• [Stored items]

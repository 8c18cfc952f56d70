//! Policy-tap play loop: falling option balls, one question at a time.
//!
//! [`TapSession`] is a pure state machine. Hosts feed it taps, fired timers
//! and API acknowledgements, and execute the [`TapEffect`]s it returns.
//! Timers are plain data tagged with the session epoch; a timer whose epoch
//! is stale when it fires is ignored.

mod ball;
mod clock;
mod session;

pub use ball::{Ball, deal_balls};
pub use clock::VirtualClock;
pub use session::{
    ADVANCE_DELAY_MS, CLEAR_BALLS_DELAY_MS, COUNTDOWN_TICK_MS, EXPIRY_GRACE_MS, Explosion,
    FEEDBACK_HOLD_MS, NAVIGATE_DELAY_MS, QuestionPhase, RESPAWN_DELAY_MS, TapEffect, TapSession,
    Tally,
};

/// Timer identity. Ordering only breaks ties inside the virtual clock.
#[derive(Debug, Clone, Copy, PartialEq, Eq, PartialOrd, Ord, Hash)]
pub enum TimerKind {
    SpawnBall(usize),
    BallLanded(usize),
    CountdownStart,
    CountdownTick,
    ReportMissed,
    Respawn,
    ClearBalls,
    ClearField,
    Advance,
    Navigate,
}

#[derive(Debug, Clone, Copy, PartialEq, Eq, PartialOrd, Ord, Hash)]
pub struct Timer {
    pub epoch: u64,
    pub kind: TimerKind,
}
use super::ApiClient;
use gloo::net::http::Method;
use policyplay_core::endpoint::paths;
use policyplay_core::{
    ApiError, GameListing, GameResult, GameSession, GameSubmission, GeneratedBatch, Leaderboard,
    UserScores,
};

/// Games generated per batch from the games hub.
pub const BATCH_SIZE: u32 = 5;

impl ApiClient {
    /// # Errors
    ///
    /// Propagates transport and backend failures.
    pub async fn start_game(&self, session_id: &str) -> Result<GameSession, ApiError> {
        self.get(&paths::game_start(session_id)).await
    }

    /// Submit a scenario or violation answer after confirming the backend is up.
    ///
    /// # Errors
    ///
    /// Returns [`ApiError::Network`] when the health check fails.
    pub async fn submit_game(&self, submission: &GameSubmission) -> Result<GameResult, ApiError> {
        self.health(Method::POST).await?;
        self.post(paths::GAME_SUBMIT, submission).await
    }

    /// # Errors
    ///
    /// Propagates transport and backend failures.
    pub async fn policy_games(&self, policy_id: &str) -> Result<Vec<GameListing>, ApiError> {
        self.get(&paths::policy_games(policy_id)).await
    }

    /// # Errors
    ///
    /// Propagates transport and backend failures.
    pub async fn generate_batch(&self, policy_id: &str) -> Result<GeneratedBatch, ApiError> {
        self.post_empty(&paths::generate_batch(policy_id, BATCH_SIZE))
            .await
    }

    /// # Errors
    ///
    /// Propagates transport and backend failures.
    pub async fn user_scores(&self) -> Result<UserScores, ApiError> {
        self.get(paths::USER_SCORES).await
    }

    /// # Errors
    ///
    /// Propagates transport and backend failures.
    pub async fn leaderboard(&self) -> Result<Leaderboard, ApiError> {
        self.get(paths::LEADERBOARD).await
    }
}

• [EXERCISE OBJECTIVE] Set down the entries again exactly as they are.

• [YOUR SOLUTION]
repository 8c18cfc952f56d70
//! Policy-tap play loop: falling option balls, one question at a time.
//!
//! [`TapSession`] is a pure state machine. Hosts feed it taps, fired timers
//! and API acknowledgements, and execute the [`TapEffect`]s it returns.
//! Timers are plain data tagged with the session epoch; a timer whose epoch
//! is stale when it fires is ignored.

mod ball;
mod clock;
mod session;

pub use ball::{Ball, deal_balls};
pub use clock::VirtualClock;
pub use session::{
    ADVANCE_DELAY_MS, CLEAR_BALLS_DELAY_MS, COUNTDOWN_TICK_MS, EXPIRY_GRACE_MS, Explosion,
    FEEDBACK_HOLD_MS, NAVIGATE_DELAY_MS, QuestionPhase, RESPAWN_DELAY_MS, TapEffect, TapSession,
    Tally,
};

/// Timer identity. Ordering only breaks ties inside the virtual clock.
#[derive(Debug, Clone, Copy, PartialEq, Eq, PartialOrd, Ord, Hash)]
pub enum TimerKind {
    SpawnBall(usize),
    BallLanded(usize),
    CountdownStart,
    CountdownTick,
    ReportMissed,
    Respawn,
    ClearBalls,
    ClearField,
    Advance,
    Navigate,
}

#[derive(Debug, Clone, Copy, PartialEq, Eq, PartialOrd, Ord, Hash)]
pub struct Timer {
    pub epoch: u64,
    pub kind: TimerKind,
}
use super::ApiClient;
use gloo::net::http::Method;
use policyplay_core::endpoint::paths;
use policyplay_core::{
    ApiError, GameListing, GameResult, GameSession, GameSubmission, GeneratedBatch, Leaderboard,
    UserScores,
};

/// Games generated per batch from the games hub.
pub const BATCH_SIZE: u32 = 5;

impl ApiClient {
    /// # Errors
    ///
    /// Propagates transport and backend failures.
    pub async fn start_game(&self, session_id: &str) -> Result<GameSession, ApiError> {
        self.get(&paths::game_start(session_id)).await
    }

    /// Submit a scenario or violation answer after confirming the backend is up.
    ///
    /// # Errors
    ///
    /// Returns [`ApiError::Network`] when the health check fails.
    pub async fn submit_game(&self, submission: &GameSubmission) -> Result<GameResult, ApiError> {
        self.health(Method::POST).await?;
        self.post(paths::GAME_SUBMIT, submission).await
    }

    /// # Errors
    ///
    /// Propagates transport and backend failures.
    pub async fn policy_games(&self, policy_id: &str) -> Result<Vec<GameListing>, ApiError> {
        self.get(&paths::policy_games(policy_id)).await
    }

    /// # Errors
    ///
    /// Propagates transport and backend failures.
    pub async fn generate_batch(&self, policy_id: &str) -> Result<GeneratedBatch, ApiError> {
        self.post_empty(&paths::generate_batch(policy_id, BATCH_SIZE))
            .await
    }

    /// # Errors
    ///
    /// Propagates transport and backend failures.
    pub async fn user_scores(&self) -> Result<UserScores, ApiError> {
        self.get(paths::USER_SCORES).await
    }

    /// # Errors
    ///
    /// Propagates transport and backend failures.
    pub async fn leaderboard(&self) -> Result<Leaderboard, ApiError> {
        self.get(paths::LEADERBOARD).await
    }
}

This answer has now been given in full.